Your task: Please count the lines in these records that contain "return" and give only that count.

Records supplied:
■ ■ ■

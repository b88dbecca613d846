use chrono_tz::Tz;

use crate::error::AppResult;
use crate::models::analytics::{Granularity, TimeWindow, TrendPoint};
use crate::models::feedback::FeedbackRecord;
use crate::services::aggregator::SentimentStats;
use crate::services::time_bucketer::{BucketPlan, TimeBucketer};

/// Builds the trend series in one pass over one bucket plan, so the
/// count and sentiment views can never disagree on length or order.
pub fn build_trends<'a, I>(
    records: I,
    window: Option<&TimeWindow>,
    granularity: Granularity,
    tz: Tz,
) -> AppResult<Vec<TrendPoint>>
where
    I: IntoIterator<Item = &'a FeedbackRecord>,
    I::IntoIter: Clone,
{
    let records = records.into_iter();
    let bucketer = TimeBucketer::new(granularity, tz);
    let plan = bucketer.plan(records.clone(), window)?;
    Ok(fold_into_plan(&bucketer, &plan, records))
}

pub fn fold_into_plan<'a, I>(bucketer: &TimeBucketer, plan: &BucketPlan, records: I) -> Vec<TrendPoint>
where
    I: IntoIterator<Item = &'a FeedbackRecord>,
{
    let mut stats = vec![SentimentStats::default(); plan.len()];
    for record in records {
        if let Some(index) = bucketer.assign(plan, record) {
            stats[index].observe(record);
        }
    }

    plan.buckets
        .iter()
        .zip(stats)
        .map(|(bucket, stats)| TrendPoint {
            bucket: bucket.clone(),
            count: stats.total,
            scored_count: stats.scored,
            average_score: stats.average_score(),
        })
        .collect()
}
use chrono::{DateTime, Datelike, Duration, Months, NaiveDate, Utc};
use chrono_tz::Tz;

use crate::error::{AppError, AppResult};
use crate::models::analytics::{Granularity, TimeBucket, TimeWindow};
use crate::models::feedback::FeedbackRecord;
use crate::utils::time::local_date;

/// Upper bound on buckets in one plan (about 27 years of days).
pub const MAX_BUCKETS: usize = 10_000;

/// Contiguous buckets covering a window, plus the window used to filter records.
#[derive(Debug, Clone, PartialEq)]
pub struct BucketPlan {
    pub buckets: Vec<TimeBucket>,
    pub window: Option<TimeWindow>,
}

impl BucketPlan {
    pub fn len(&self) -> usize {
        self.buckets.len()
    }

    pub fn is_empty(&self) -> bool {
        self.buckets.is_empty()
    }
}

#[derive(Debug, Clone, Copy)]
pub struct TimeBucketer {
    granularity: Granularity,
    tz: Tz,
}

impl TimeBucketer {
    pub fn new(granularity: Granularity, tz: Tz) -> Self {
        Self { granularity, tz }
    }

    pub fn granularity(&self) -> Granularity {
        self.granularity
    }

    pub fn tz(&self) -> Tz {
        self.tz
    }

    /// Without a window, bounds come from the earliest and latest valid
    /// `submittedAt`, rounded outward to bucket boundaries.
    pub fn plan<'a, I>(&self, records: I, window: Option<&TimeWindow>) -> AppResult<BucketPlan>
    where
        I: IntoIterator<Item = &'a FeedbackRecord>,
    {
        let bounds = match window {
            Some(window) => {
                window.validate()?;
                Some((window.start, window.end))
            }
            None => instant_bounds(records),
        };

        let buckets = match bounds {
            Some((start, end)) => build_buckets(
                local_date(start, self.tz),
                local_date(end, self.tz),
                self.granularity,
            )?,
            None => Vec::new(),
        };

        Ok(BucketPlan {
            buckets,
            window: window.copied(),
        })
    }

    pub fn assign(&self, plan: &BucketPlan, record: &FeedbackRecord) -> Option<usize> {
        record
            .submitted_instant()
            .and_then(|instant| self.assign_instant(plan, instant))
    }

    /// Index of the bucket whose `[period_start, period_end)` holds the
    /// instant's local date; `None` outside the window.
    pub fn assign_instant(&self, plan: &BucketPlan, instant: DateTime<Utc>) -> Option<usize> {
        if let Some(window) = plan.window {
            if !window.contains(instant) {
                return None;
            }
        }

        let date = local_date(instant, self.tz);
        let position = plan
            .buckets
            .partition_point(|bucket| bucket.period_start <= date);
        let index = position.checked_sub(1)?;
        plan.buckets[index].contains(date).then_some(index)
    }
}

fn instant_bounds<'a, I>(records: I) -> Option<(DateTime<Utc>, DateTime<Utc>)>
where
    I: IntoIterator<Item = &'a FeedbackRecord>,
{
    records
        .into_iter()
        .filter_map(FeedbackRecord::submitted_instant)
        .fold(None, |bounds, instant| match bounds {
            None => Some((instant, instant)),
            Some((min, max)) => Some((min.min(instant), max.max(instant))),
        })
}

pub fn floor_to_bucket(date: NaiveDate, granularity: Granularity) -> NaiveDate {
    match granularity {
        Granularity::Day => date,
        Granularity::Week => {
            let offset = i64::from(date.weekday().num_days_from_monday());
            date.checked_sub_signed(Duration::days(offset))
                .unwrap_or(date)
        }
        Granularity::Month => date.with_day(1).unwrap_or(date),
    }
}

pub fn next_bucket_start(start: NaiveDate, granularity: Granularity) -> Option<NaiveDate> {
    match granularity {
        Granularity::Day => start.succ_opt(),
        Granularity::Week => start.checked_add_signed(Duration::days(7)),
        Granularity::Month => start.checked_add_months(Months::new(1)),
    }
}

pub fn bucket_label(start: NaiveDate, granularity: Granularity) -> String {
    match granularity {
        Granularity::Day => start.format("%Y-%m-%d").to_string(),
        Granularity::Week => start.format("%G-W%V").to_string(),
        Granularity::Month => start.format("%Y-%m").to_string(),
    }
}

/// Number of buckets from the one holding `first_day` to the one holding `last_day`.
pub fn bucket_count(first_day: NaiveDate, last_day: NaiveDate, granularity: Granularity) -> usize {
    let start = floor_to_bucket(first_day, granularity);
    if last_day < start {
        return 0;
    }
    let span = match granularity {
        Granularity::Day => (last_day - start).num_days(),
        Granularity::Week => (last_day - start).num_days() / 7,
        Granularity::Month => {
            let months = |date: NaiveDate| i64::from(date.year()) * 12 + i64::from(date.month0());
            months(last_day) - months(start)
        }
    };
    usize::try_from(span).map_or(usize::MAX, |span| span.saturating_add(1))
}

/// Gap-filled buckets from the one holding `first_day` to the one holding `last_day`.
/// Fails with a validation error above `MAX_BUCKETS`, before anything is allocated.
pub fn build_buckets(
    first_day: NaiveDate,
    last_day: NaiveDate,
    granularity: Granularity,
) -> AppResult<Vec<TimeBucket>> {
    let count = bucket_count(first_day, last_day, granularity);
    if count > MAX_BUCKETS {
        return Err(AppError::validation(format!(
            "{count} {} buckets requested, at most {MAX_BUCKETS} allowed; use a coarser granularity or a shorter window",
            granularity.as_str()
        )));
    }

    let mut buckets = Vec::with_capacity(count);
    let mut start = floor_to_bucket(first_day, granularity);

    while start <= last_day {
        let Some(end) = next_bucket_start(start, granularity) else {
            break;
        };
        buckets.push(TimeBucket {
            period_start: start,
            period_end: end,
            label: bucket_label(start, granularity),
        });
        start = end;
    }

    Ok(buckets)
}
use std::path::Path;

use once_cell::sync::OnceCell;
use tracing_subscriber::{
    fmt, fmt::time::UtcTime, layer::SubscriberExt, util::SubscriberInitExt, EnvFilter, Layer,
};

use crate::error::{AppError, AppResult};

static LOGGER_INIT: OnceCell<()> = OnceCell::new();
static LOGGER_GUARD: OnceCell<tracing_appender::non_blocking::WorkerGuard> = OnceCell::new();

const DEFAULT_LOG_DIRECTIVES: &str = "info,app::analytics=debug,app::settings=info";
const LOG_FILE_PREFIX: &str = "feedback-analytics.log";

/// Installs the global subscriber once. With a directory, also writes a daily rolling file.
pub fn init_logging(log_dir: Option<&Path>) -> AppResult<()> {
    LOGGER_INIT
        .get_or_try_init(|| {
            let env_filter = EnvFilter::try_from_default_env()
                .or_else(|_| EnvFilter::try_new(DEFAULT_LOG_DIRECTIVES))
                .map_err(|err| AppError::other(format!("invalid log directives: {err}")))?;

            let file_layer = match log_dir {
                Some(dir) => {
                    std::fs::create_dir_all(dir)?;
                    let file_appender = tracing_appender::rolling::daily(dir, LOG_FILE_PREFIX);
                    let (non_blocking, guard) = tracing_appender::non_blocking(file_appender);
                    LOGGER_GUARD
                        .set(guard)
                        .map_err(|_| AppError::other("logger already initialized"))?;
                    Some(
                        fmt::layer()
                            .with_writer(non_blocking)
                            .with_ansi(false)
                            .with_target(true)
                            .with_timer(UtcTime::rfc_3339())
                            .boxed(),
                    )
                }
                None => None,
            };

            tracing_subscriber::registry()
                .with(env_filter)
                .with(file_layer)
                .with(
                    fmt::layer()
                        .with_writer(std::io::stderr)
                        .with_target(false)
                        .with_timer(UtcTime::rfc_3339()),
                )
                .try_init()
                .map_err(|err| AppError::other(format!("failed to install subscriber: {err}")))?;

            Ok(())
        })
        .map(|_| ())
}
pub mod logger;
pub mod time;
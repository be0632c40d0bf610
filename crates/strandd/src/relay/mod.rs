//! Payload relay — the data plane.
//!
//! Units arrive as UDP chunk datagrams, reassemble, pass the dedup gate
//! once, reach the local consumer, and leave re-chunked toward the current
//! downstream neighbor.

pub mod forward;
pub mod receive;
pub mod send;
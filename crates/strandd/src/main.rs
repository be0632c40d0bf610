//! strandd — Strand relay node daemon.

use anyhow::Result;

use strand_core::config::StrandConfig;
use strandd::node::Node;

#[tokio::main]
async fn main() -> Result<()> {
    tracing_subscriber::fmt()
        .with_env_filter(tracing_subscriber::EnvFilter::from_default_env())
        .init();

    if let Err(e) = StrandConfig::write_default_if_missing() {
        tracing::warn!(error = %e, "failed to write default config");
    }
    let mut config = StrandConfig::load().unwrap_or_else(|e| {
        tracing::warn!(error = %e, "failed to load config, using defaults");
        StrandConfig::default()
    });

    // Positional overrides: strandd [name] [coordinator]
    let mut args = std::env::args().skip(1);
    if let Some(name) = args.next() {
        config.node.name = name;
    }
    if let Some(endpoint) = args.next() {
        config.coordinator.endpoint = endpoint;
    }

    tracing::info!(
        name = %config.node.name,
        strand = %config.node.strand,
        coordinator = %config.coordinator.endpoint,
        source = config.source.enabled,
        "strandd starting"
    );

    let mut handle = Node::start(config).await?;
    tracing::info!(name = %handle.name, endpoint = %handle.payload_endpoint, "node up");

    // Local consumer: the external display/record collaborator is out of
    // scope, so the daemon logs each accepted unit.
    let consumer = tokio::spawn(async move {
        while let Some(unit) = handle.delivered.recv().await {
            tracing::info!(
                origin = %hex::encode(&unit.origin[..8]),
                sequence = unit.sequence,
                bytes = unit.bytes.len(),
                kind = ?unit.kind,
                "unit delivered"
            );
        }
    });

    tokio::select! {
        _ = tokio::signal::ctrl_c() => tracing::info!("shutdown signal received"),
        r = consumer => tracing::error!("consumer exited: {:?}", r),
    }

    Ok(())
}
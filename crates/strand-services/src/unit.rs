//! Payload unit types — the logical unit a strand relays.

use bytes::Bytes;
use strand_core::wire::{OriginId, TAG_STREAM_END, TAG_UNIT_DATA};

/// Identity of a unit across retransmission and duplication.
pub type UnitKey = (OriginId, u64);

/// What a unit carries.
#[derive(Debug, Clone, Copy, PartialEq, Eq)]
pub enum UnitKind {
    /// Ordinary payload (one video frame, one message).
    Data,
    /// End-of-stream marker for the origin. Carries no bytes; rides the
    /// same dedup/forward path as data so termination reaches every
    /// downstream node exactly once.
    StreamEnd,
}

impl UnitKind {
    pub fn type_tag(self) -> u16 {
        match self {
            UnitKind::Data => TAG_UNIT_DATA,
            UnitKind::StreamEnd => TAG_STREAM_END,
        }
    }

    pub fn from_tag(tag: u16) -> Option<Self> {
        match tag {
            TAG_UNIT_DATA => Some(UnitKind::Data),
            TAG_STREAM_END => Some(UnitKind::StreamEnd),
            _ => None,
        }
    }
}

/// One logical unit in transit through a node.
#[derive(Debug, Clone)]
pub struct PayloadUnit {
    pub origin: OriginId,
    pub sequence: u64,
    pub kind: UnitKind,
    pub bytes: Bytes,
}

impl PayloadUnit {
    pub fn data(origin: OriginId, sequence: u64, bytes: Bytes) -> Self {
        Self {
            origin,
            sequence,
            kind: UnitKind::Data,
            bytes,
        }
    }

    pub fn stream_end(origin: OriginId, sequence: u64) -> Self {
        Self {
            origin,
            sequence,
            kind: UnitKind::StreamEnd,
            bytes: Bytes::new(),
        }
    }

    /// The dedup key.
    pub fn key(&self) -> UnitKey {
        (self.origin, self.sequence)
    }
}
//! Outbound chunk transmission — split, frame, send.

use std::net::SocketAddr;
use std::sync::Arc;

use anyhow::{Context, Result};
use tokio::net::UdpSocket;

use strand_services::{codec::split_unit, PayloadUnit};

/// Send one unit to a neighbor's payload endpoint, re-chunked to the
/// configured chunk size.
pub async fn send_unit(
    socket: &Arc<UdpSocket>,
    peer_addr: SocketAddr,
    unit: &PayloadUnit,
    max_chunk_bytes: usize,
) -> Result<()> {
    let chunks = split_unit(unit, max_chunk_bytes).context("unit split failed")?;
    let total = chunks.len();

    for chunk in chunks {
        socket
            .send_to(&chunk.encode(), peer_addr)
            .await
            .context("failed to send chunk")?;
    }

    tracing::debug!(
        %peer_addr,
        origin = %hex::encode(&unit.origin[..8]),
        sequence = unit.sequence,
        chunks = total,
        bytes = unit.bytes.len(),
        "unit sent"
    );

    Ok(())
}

■ ■ ■

Response to this exercise: 3